Clairmonte Depeiaza

Cricket information
- Batting: Right-handed
- Bowling: Right-arm unknown

International information
- National side: West Indies;
- Test debut (cap 88): 26 April 1955 v Australia
- Last Test: 18 February 1956 v New Zealand

Domestic team information
- 1951/52–1956/57: Barbados

Career statistics
| Competition | Test | First-class |
| Matches | 5 | 16 |
| Runs scored | 187 | 623 |
| Batting average | 31.16 | 32.78 |
| 100s/50s | 1/- | 1/4 |
| Top score | 122 | 122 |
| Balls bowled | 30 | 30 |
| Wickets | 0 | 0 |
| Bowling average | – | – |
| 5 wickets in innings | – | – |
| 10 wickets in match | – | – |
| Best bowling | – | – |
| Catches/stumpings | 7/4 | 31/9 |
- Source: , 15 August 2022

= Clairmonte Depeiaza =

West Indian cricketer (1928–1995)

Cyril Clairmonte Depeiaza (10 October 1928 – 10 November 1995) was a West Indian cricketer.

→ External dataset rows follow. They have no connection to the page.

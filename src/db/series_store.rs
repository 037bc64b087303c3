// Persistence for the forecast/benchmark/actual datasets.  Each file looks like
//
// {"metadata": {"last_update": "2024-06-15T10:00:00Z"},
//  "data": [{"datetime": "2024-06-15T22:00:00Z", "value": 1.5}, ...]}

use jiff::Timestamp;
use log::info;
use serde::{Deserialize, Serialize};
use serde_json::{Map, Number, Value};
use std::fs;
use std::io::ErrorKind;
use std::path::Path;

use crate::error::FeedError;
use crate::timeseries::series::{Series, TimestampedRecord};

pub const DATETIME_COLUMN: &str = "datetime";
const DATETIME_FORMAT: &str = "%Y-%m-%dT%H:%M:%SZ";

#[derive(Debug, Clone, Default, PartialEq, Serialize, Deserialize)]
pub struct Metadata {
    #[serde(default, skip_serializing_if = "Option::is_none")]
    pub last_update: Option<Timestamp>,
    /// Anything else found in the file, written back untouched.
    #[serde(flatten)]
    pub other: Map<String, Value>,
}

#[derive(Debug, Clone, Default, PartialEq)]
pub struct SeriesFile {
    pub metadata: Metadata,
    pub data: Series,
}

#[derive(Serialize, Deserialize)]
struct RawFile {
    #[serde(default)]
    metadata: Metadata,
    #[serde(default)]
    data: Vec<Map<String, Value>>,
}

impl SeriesFile {
    /// Read a dataset file.  A file that doesn't exist yet or is empty is an
    /// empty series.
    pub fn load(path: &Path) -> Result<SeriesFile, FeedError> {
        let buffer = match fs::read_to_string(path) {
            Ok(buffer) => buffer,
            Err(e) if e.kind() == ErrorKind::NotFound => {
                info!("No file {}, starting from an empty series", path.display());
                return Ok(SeriesFile::default());
            }
            Err(e) => {
                return Err(FeedError::Persistence(format!(
                    "failed to read {}: {}",
                    path.display(),
                    e
                )))
            }
        };
        if buffer.trim().is_empty() {
            return Ok(SeriesFile::default());
        }
        SeriesFile::from_json(&buffer)
            .map_err(|e| FeedError::Persistence(format!("invalid file {}: {}", path.display(), e)))
    }

    /// Write the file, stamping `metadata.last_update` with the current time.
    pub fn save(&mut self, path: &Path) -> Result<(), FeedError> {
        self.metadata.last_update = Some(Timestamp::from_second(Timestamp::now().as_second())?);
        let json = self.to_json()?;
        if let Some(dir) = path.parent() {
            fs::create_dir_all(dir).map_err(|e| {
                FeedError::Persistence(format!("failed to create {}: {}", dir.display(), e))
            })?;
        }
        fs::write(path, json)
            .map_err(|e| FeedError::Persistence(format!("failed to write {}: {}", path.display(), e)))?;
        info!("{} records written to {}", self.data.len(), path.display());
        Ok(())
    }

    pub fn from_json(s: &str) -> Result<SeriesFile, FeedError> {
        let raw: RawFile = serde_json::from_str(s)?;
        let columns: Vec<String> = match raw.data.first() {
            Some(obj) => obj.keys().filter(|k| *k != DATETIME_COLUMN).cloned().collect(),
            None => Vec::new(),
        };
        let records = raw
            .data
            .iter()
            .map(read_record)
            .collect::<Result<Vec<_>, _>>()?;
        Ok(SeriesFile {
            metadata: raw.metadata,
            data: Series::from_records(columns, records),
        })
    }

    /// Pretty printed with a 2 space indent.
    pub fn to_json(&self) -> Result<String, FeedError> {
        let data = self.data.iter().map(|r| write_record(r, self.data.columns())).collect();
        let raw = RawFile {
            metadata: self.metadata.clone(),
            data,
        };
        Ok(serde_json::to_string_pretty(&raw)?)
    }
}

pub fn format_timestamp(ts: &Timestamp) -> String {
    ts.strftime(DATETIME_FORMAT).to_string()
}

fn read_record(obj: &Map<String, Value>) -> Result<TimestampedRecord, FeedError> {
    let timestamp: Timestamp = match obj.get(DATETIME_COLUMN) {
        Some(Value::String(s)) => s
            .parse()
            .map_err(|e| FeedError::Schema(format!("invalid datetime {s}: {e}")))?,
        _ => {
            return Err(FeedError::Schema(format!(
                "record without a datetime: {}",
                Value::Object(obj.clone())
            )))
        }
    };
    let mut record = TimestampedRecord::new(timestamp);
    for (k, v) in obj.iter().filter(|(k, _)| *k != DATETIME_COLUMN) {
        let value = match v {
            Value::Null => None,
            Value::Number(x) => x.as_f64(),
            _ => return Err(FeedError::Schema(format!("{k} is not a number: {v}"))),
        };
        record = record.with(k, value);
    }
    Ok(record)
}

fn write_record(record: &TimestampedRecord, columns: &[String]) -> Map<String, Value> {
    let mut obj = Map::new();
    obj.insert(
        DATETIME_COLUMN.to_string(),
        Value::String(format_timestamp(&record.timestamp)),
    );
    for column in columns {
        let value = record
            .get(column)
            .and_then(Number::from_f64)
            .map(Value::Number)
            .unwrap_or(Value::Null);
        obj.insert(column.clone(), value);
    }
    obj
}

#[cfg(test)]
mod tests {
    use super::*;
    use std::error::Error;

    fn ts(s: &str) -> Timestamp {
        s.parse().unwrap()
    }

    #[test]
    fn missing_file_is_empty() -> Result<(), Box<dyn Error>> {
        let dir = tempfile::tempdir()?;
        let file = SeriesFile::load(&dir.path().join("wind/actual.json"))?;
        assert!(file.data.is_empty());
        assert_eq!(file.metadata.last_update, None);
        Ok(())
    }

    #[test]
    fn empty_file_is_empty() -> Result<(), Box<dyn Error>> {
        let dir = tempfile::tempdir()?;
        let path = dir.path().join("actual.json");
        fs::write(&path, "")?;
        assert!(SeriesFile::load(&path)?.data.is_empty());
        Ok(())
    }

    #[test]
    fn malformed_file_is_persistence_error() -> Result<(), Box<dyn Error>> {
        let dir = tempfile::tempdir()?;
        let path = dir.path().join("actual.json");
        fs::write(&path, "{\"data\": [")?;
        assert!(matches!(SeriesFile::load(&path), Err(FeedError::Persistence(_))));
        Ok(())
    }

    #[test]
    fn read_file() -> Result<(), Box<dyn Error>> {
        let json = r#"{
  "metadata": {"last_update": "2024-06-15T10:00:00Z", "source": "elia"},
  "data": [
    {"datetime": "2024-06-15T22:15:00Z", "ci_lower": 1.0, "forecast": 2.0, "ci_upper": 3.0},
    {"datetime": "2024-06-15T22:00:00Z", "ci_lower": null, "forecast": 2.5, "ci_upper": 3.5}
  ]
}"#;
        let file = SeriesFile::from_json(json)?;
        assert_eq!(file.metadata.last_update, Some(ts("2024-06-15T10:00:00Z")));
        assert_eq!(file.metadata.other.get("source"), Some(&Value::from("elia")));
        assert_eq!(
            file.data.columns(),
            &["ci_lower".to_string(), "forecast".to_string(), "ci_upper".to_string()]
        );
        // sorted on load
        assert_eq!(file.data.first().unwrap().timestamp, ts("2024-06-15T22:00:00Z"));
        assert_eq!(file.data.first().unwrap().get("ci_lower"), None);
        Ok(())
    }

    #[test]
    fn save_stamps_last_update() -> Result<(), Box<dyn Error>> {
        let dir = tempfile::tempdir()?;
        let path = dir.path().join("solar/forecast.json");
        let mut file = SeriesFile::default();
        file.metadata.other.insert("note".into(), Value::from("keep me"));
        file.data = Series::from_records(
            vec!["value".into()],
            vec![TimestampedRecord::new(ts("2024-01-01T00:00:00Z")).with("value", Some(12.5))],
        );
        let before = Timestamp::now().as_second();
        file.save(&path)?;

        let text = fs::read_to_string(&path)?;
        assert!(text.contains("\"datetime\": \"2024-01-01T00:00:00Z\""));
        assert!(text.contains("\n  \"metadata\""));

        let loaded = SeriesFile::load(&path)?;
        let stamp = loaded.metadata.last_update.unwrap();
        assert!(stamp.as_second() >= before);
        assert_eq!(stamp.subsec_nanosecond(), 0);
        assert_eq!(loaded.metadata.other.get("note"), Some(&Value::from("keep me")));
        assert_eq!(loaded.data, file.data);
        Ok(())
    }

    #[test]
    fn nulls_are_written() -> Result<(), Box<dyn Error>> {
        let file = SeriesFile {
            metadata: Metadata::default(),
            data: Series::from_records(
                vec!["value".into(), "forecast".into()],
                vec![TimestampedRecord::new(ts("2024-01-01T00:00:00Z")).with("value", Some(1.0))],
            ),
        };
        let v: Value = serde_json::from_str(&file.to_json()?)?;
        assert_eq!(v["data"][0]["forecast"], Value::Null);
        assert_eq!(v["data"][0]["value"], Value::from(1.0));
        Ok(())
    }
}
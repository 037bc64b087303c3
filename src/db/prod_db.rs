use crate::config::Config;
use crate::error::FeedError;

use super::{
    elia::client::EliaClient,
    hf::forecast_file::HfForecastArchive,
    renewables::commodity::{Commodity, RenewablesArchive},
};

/// Wire the production archives and clients from the configuration.
pub struct ProdDb {}

impl ProdDb {
    pub fn renewables(config: &Config, commodity: Commodity) -> RenewablesArchive {
        RenewablesArchive {
            base_dir: config.data_dir.clone(),
            commodity,
        }
    }

    pub fn hf_forecasts(config: &Config) -> HfForecastArchive {
        HfForecastArchive {
            base_url: config.hf_base_url.clone(),
            repo_id: config.hf_repo_id.clone(),
            token: config.hf_token.clone(),
            cache_dir: config.data_dir.join("cache"),
        }
    }

    pub fn elia(config: &Config) -> Result<EliaClient, FeedError> {
        EliaClient::with_base_url(&config.elia_base_url)
    }
}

Depeiaza was born in Mount Standfast, Saint James Parish, Barbados. A wicketkeeper, he played in the Barbados Cricket League. He played first-class cricket for Barbados from 1951–52 to 1956–57, and toured New Zealand with the West Indian team in 1955–56. He played the last three Tests against Australia in 1954–55, and the first two against New Zealand in 1955–56. In the first Test of the New Zealand tour he did not keep wicket – Alfie Binns was preferred – and he bowled for the only time in his first-class career.

In a brief international Test career, he is best known for a world Test record 7th wicket partnership with Denis Atkinson of 347 in which he made his only first-class hundred of 122. The pair came together with the score at 147 for 6 in reply to Australia's first innings of 668. Their partnership record still stands.

During the partnership he was hit on the chest numerous times by short balls from Keith Miller and Ray Lindwall, leading to a suggestion from the father of his Barbados team-mate John Goddard that he wear a piece of protective foam rubber around his chest. This was the first known instance of a chest protector used in Test cricket. Following the innings, the crowd collected $1000 for him.

Nicknamed "The Leaning Tower of Depeiaza" because of the way he leaned forward in his defensive shots, Depeiaza worked as a customs clerk. He moved to England and played league for Heywood, Stockport and Minor Counties cricket in the 1960s and 1970s. He died in 1995 at Manchester, England.

==Sources==
- Sobers, G. (1988) Twenty Years at the Top, MacMillan London, ISBN 978-0-330-30868-7.